As example consider client server remote communication. The Server maintains a list of jobs that Client must execute. Once client is successfully authorized it starts retrieving jobs one by one. When a job is finished the Client asks the Server to remove this job from the list and retrieves the next job. All communication between Server and Client is asynchronous because the nature of communication protocol. But the logic is definitely sequential:

  • Authorize
  • Retrieve first job
  • Execute first job
  • Finalize first job on the Server
  • Retrieve the next job

Server
We want to update the UI in non blocking fashion. So if authorization takes 3 seconds the UI should be responsible. Below is the implementation of sample Authentication service.
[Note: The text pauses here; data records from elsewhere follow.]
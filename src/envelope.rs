//! Envelope encoding and decoding

use byteorder::{BigEndian, ByteOrder};
use bytes::{Buf, BufMut, Bytes, BytesMut};
use crc_any::CRCu16;
use std::borrow::Cow;

use crate::crypto::PayloadCipher;
use crate::types::{
    Envelope, EnvelopeHeader, EnvelopeKind, Flags, ProtocolError, Result, HEADER_LEN,
    TETHER_MAGIC, TETHER_VERSION,
};

/// CRC-16/ARC over the first nine header bytes
pub fn header_checksum(bytes: &[u8]) -> u16 {
    let mut crc = CRCu16::crc16();
    crc.digest(bytes);
    crc.get_crc()
}

/// Encode a header into its fixed wire layout
pub fn encode_header(header: &EnvelopeHeader) -> [u8; HEADER_LEN] {
    let mut out = [0u8; HEADER_LEN];
    out[0..2].copy_from_slice(&TETHER_MAGIC);
    out[2] = TETHER_VERSION;
    out[3] = header.kind as u8;
    out[4] = header.flags.bits();
    BigEndian::write_u32(&mut out[5..9], header.payload_len);
    let crc = header_checksum(&out[..9]);
    BigEndian::write_u16(&mut out[9..11], crc);
    out
}

/// Decode a header from the front of `bytes`.
///
/// Returns `Ok(None)` when fewer than [`HEADER_LEN`] bytes are available.
pub fn decode_header(
    bytes: &[u8],
    max_payload: u32,
) -> std::result::Result<Option<EnvelopeHeader>, ProtocolError> {
    if bytes.len() < HEADER_LEN {
        return Ok(None);
    }
    let bytes = &bytes[..HEADER_LEN];

    if bytes[0..2] != TETHER_MAGIC {
        return Err(ProtocolError::BadMagic([bytes[0], bytes[1]]));
    }
    if bytes[2] != TETHER_VERSION {
        return Err(ProtocolError::UnsupportedVersion(bytes[2]));
    }

    let expected = BigEndian::read_u16(&bytes[9..11]);
    let actual = header_checksum(&bytes[..9]);
    if expected != actual {
        return Err(ProtocolError::HeaderChecksum { expected, actual });
    }

    let kind = EnvelopeKind::from_u8(bytes[3]).ok_or(ProtocolError::UnknownKind(bytes[3]))?;
    let flags = Flags::from_bits(bytes[4]).ok_or(ProtocolError::UnknownFlags(bytes[4]))?;
    let payload_len = BigEndian::read_u32(&bytes[5..9]);
    if payload_len > max_payload {
        return Err(ProtocolError::PayloadTooLarge {
            len: payload_len as u64,
            max: max_payload,
        });
    }

    Ok(Some(EnvelopeHeader {
        kind,
        flags,
        payload_len,
    }))
}

/// Append one envelope to `dst`, sealing the payload first when `encrypted`
pub fn write_envelope(
    dst: &mut BytesMut,
    kind: EnvelopeKind,
    payload: &[u8],
    encrypted: bool,
    cipher: Option<&dyn PayloadCipher>,
    max_payload: u32,
) -> Result<()> {
    let body: Cow<'_, [u8]> = if encrypted {
        let cipher = cipher.ok_or(ProtocolError::MissingCipher(kind))?;
        Cow::Owned(cipher.seal(payload)?)
    } else {
        Cow::Borrowed(payload)
    };

    let payload_len = u32::try_from(body.len())
        .ok()
        .filter(|len| *len <= max_payload)
        .ok_or(ProtocolError::PayloadTooLarge {
            len: body.len() as u64,
            max: max_payload,
        })?;

    let header = EnvelopeHeader::new(kind, payload_len, encrypted);
    dst.reserve(HEADER_LEN + body.len());
    dst.put_slice(&encode_header(&header));
    dst.put_slice(&body);
    Ok(())
}

/// Encode a single envelope into a fresh buffer
pub fn encode_envelope(
    kind: EnvelopeKind,
    payload: &[u8],
    encrypted: bool,
    cipher: Option<&dyn PayloadCipher>,
) -> Result<Bytes> {
    let mut buf = BytesMut::new();
    write_envelope(&mut buf, kind, payload, encrypted, cipher, u32::MAX)?;
    Ok(buf.freeze())
}

/// Try to decode one whole envelope from `buf`, consuming it on success.
///
/// Returns `Ok(None)` and leaves `buf` untouched until the header and the full
/// payload are buffered.
pub fn try_decode_envelope(
    buf: &mut BytesMut,
    max_payload: u32,
    cipher: Option<&dyn PayloadCipher>,
) -> Result<Option<Envelope>> {
    let header = match decode_header(&buf[..], max_payload)? {
        Some(header) => header,
        None => return Ok(None),
    };

    let total = HEADER_LEN + header.payload_len as usize;
    if buf.len() < total {
        buf.reserve(total - buf.len());
        return Ok(None);
    }

    buf.advance(HEADER_LEN);
    let body = buf.split_to(header.payload_len as usize).freeze();
    let payload = open_payload(&header, body, cipher)?;
    Ok(Some(Envelope { header, payload }))
}

/// Decrypt a fully accumulated payload if the header says it is sealed
pub(crate) fn open_payload(
    header: &EnvelopeHeader,
    body: Bytes,
    cipher: Option<&dyn PayloadCipher>,
) -> std::result::Result<Bytes, ProtocolError> {
    if !header.is_encrypted() {
        return Ok(body);
    }
    let cipher = cipher.ok_or(ProtocolError::MissingCipher(header.kind))?;
    cipher
        .open(&body)
        .map(Bytes::from)
        .map_err(|_| ProtocolError::Decrypt(header.kind))
}
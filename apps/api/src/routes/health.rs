use axum::Json;
use serde_json::{json, Value};

/// GET /health
/// Liveness only; does not touch Postgres or Redis.
pub async fn health_handler() -> Json<Value> {
    Json(json!({
        "status": "ok",
        "version": env!("CARGO_PKG_VERSION"),
        "service": "perspecta-api"
    }))
}
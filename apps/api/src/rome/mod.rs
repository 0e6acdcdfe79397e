// ROME job-family reference data and lookup endpoints.

pub mod catalog;
pub mod handlers;
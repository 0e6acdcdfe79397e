//! Request extractors whose rejections use the `AppError` JSON body.

use axum::extract::{FromRequest, FromRequestParts};

use crate::errors::AppError;

/// `axum::Json` with malformed bodies reported as `VALIDATION_ERROR`.
#[derive(Debug, FromRequest)]
#[from_request(via(axum::Json), rejection(AppError))]
pub struct AppJson<T>(pub T);

#[derive(Debug, FromRequestParts)]
#[from_request(via(axum::extract::Query), rejection(AppError))]
pub struct AppQuery<T>(pub T);

#[derive(Debug, FromRequestParts)]
#[from_request(via(axum::extract::Path), rejection(AppError))]
pub struct AppPath<T>(pub T);
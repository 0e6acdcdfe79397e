use anyhow::Result;
use aws_sdk_s3::primitives::ByteStream;
use sqlx::PgPool;
use tracing::info;
use uuid::Uuid;

use crate::models::assessment::ReportRow;
use crate::report::composer::{render_report_to_md, AssessmentReport};

pub fn report_s3_key(user_id: Uuid, report_id: Uuid) -> String {
    format!("reports/{user_id}/{report_id}.md")
}

/// Uploads the Markdown snapshot, then records the report row.
/// The row is only written once the upload has succeeded.
pub async fn store_report(
    pool: &PgPool,
    s3: &aws_sdk_s3::Client,
    s3_bucket: &str,
    report: &AssessmentReport,
) -> Result<ReportRow> {
    let report_id = Uuid::new_v4();
    let s3_key = report_s3_key(report.user_id, report_id);
    let md_content = render_report_to_md(report);

    s3.put_object()
        .bucket(s3_bucket)
        .key(&s3_key)
        .body(ByteStream::from(md_content.into_bytes()))
        .content_type("text/markdown")
        .send()
        .await
        .map_err(|e| anyhow::anyhow!("S3 upload failed: {e}"))?;

    info!("Uploaded report to s3://{}/{}", s3_bucket, s3_key);

    let row = sqlx::query_as::<_, ReportRow>(
        r#"
        INSERT INTO reports
            (id, user_id, result_id, content, s3_key, writer_backend, ai_generated)
        VALUES ($1, $2, $3, $4, $5, $6, $7)
        RETURNING *
        "#,
    )
    .bind(report_id)
    .bind(report.user_id)
    .bind(report.result_id)
    .bind(serde_json::to_value(report)?)
    .bind(&s3_key)
    .bind(&report.writer_backend)
    .bind(report.ai_generated)
    .fetch_one(pool)
    .await?;

    Ok(row)
}

pub async fn get_report(pool: &PgPool, id: Uuid) -> Result<Option<ReportRow>> {
    Ok(
        sqlx::query_as::<_, ReportRow>("SELECT * FROM reports WHERE id = $1")
            .bind(id)
            .fetch_optional(pool)
            .await?,
    )
}
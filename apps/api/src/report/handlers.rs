//! Axum route handlers for assessment reports.

use axum::{extract::State, Json};
use chrono::{DateTime, Utc};
use serde::{Deserialize, Serialize};
use tracing::info;
use uuid::Uuid;

use crate::certification::handlers::UserIdQuery;
use crate::certification::store::{decode_result, get_result};
use crate::errors::AppError;
use crate::extract::{AppJson, AppPath, AppQuery};
use crate::profile::store::latest_profile;
use crate::report::composer::{compose_report, AssessmentReport, ReportInput};
use crate::report::storage::{get_report, store_report};
use crate::rome::catalog::match_jobs;
use crate::state::AppState;

#[derive(Debug, Deserialize)]
pub struct CreateReportRequest {
    pub user_id: Uuid,
    pub result_id: Uuid,
}

#[derive(Debug, Serialize)]
pub struct ReportResponse {
    pub report_id: Uuid,
    pub s3_key: String,
    pub created_at: DateTime<Utc>,
    pub report: AssessmentReport,
}

/// POST /api/v1/reports
///
/// Composes a report for a stored result, runs it through the configured
/// writer, uploads the Markdown snapshot and records the report.
pub async fn handle_create_report(
    State(state): State<AppState>,
    AppJson(request): AppJson<CreateReportRequest>,
) -> Result<Json<ReportResponse>, AppError> {
    let row = get_result(&state.db, request.result_id)
        .await?
        .filter(|r| r.user_id == request.user_id)
        .ok_or_else(|| AppError::NotFound(format!("Result {} not found", request.result_id)))?;
    let result = decode_result(&row)?;

    let profile = latest_profile(&state.db, request.user_id).await?;
    let jobs = match_jobs(
        result.primary_role.role,
        result.secondary_role.as_ref().map(|r| r.role),
        profile.as_ref().and_then(|p| p.interest_code()),
    );

    let composed = compose_report(
        ReportInput {
            user_id: request.user_id,
            result_id: row.id,
            result: &result,
            profile: profile.as_ref(),
            jobs: &jobs,
        },
        Utc::now(),
    );
    let report = state.report_writer.write(composed).await?;

    let stored = store_report(&state.db, &state.s3, &state.config.s3_bucket, &report).await?;
    info!(
        "Report {} created for result {} (backend={}, ai={})",
        stored.id, row.id, stored.writer_backend, stored.ai_generated
    );

    Ok(Json(ReportResponse {
        report_id: stored.id,
        s3_key: stored.s3_key,
        created_at: stored.created_at,
        report,
    }))
}

/// GET /api/v1/reports/:id?user_id=
///
/// A report owned by another user is reported as missing.
pub async fn handle_get_report(
    State(state): State<AppState>,
    AppPath(report_id): AppPath<Uuid>,
    AppQuery(params): AppQuery<UserIdQuery>,
) -> Result<Json<ReportResponse>, AppError> {
    let row = get_report(&state.db, report_id)
        .await?
        .filter(|r| r.user_id == params.user_id)
        .ok_or_else(|| AppError::NotFound(format!("Report {report_id} not found")))?;
    let report: AssessmentReport = serde_json::from_value(row.content)
        .map_err(|e| AppError::Internal(anyhow::anyhow!("Corrupt report {report_id}: {e}")))?;

    Ok(Json(ReportResponse {
        report_id: row.id,
        s3_key: row.s3_key,
        created_at: row.created_at,
        report,
    }))
}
It just adds a delay to simulate server side processing.

public class AuthenticationService
{
   public Task<bool> Authenticate()
   {
     return Task.Delay(TimeSpan.FromSeconds(3)).ContinueWith(t => true);
   }
 }


Job service is defined below.

public class JobService
{
   readonly ConcurrentQueue<JobDto> jobs;

   public JobService()
   {
     this.jobs = new ConcurrentQueue<JobDto>();

     this.jobs.Enqueue(new JobDto("Data 1"));
     this.jobs.Enqueue(new JobDto("Data 2"));
     this.jobs.Enqueue(new JobDto("Data 3"));
   }

   public Task<JobDto> GetNextJob()
   {
     JobDto job;
     this.jobs.TryPeek(out job);

     return Task.FromResult(job);
   }

   public Task CompleteNextJob()
   {
     JobDto jobDto;
     this.jobs.TryDequeue(out jobDto);

     if (jobDto == null)
     {
       throw new Exception("JobService.CompleteJob: unable to perform the operation: queue is empty");
     }

     return Task.Delay(TimeSpan.FromSeconds(1));
   }
 }

Server returns definition of job as JobDto object.

public class JobDto
{
    public JobDto(string data)
    {
        this.Data = data;
    }

    public string Data { get; private set; }
}

Client

Client implementation is defined in method Run which is marked as async to indicate that we are going to use await keyword in the method body. The first step is authentication.

private static async void Run()
{
 Console.WriteLine("Started application");
 var authService = new AuthenticationService();

 Console.WriteLine("Started authentication");
 bool isAuthenticated = await authService.Authenticate();

 if (isAuthenticated != true)
 {
   throw new AuthenticationException("Authentication failed");
 }

 ...
}

The code is executed in the main thread until we reach line 7 where we invoke authentication procedure. The method AuthenticationService.Authenticate() returns TPL task which runs in the background. At the same time the method Run() exits and application starts executing the next statement which follows the method Run() in the main thread namely Console.WriteLine(“Press any key to exit”).

static void Main(string[] args)
{
  Run();
  Console.WriteLine("Press any key to exit");
  Console.ReadKey();
}

When Authenticate() completes the program resumes its execution from line 9 where we check isAuthenticated flag. But now this is different thread.
Below is the stack trace in the breakpoint at line 7 where we are in the main thread.
Image1

See that stack trace is different when we reached line 9.
Image2

Actually the compiler generates continuation code that is invoked after authentication task is finished. We can achieve the same goal with traditional Task.ContinueWith() method.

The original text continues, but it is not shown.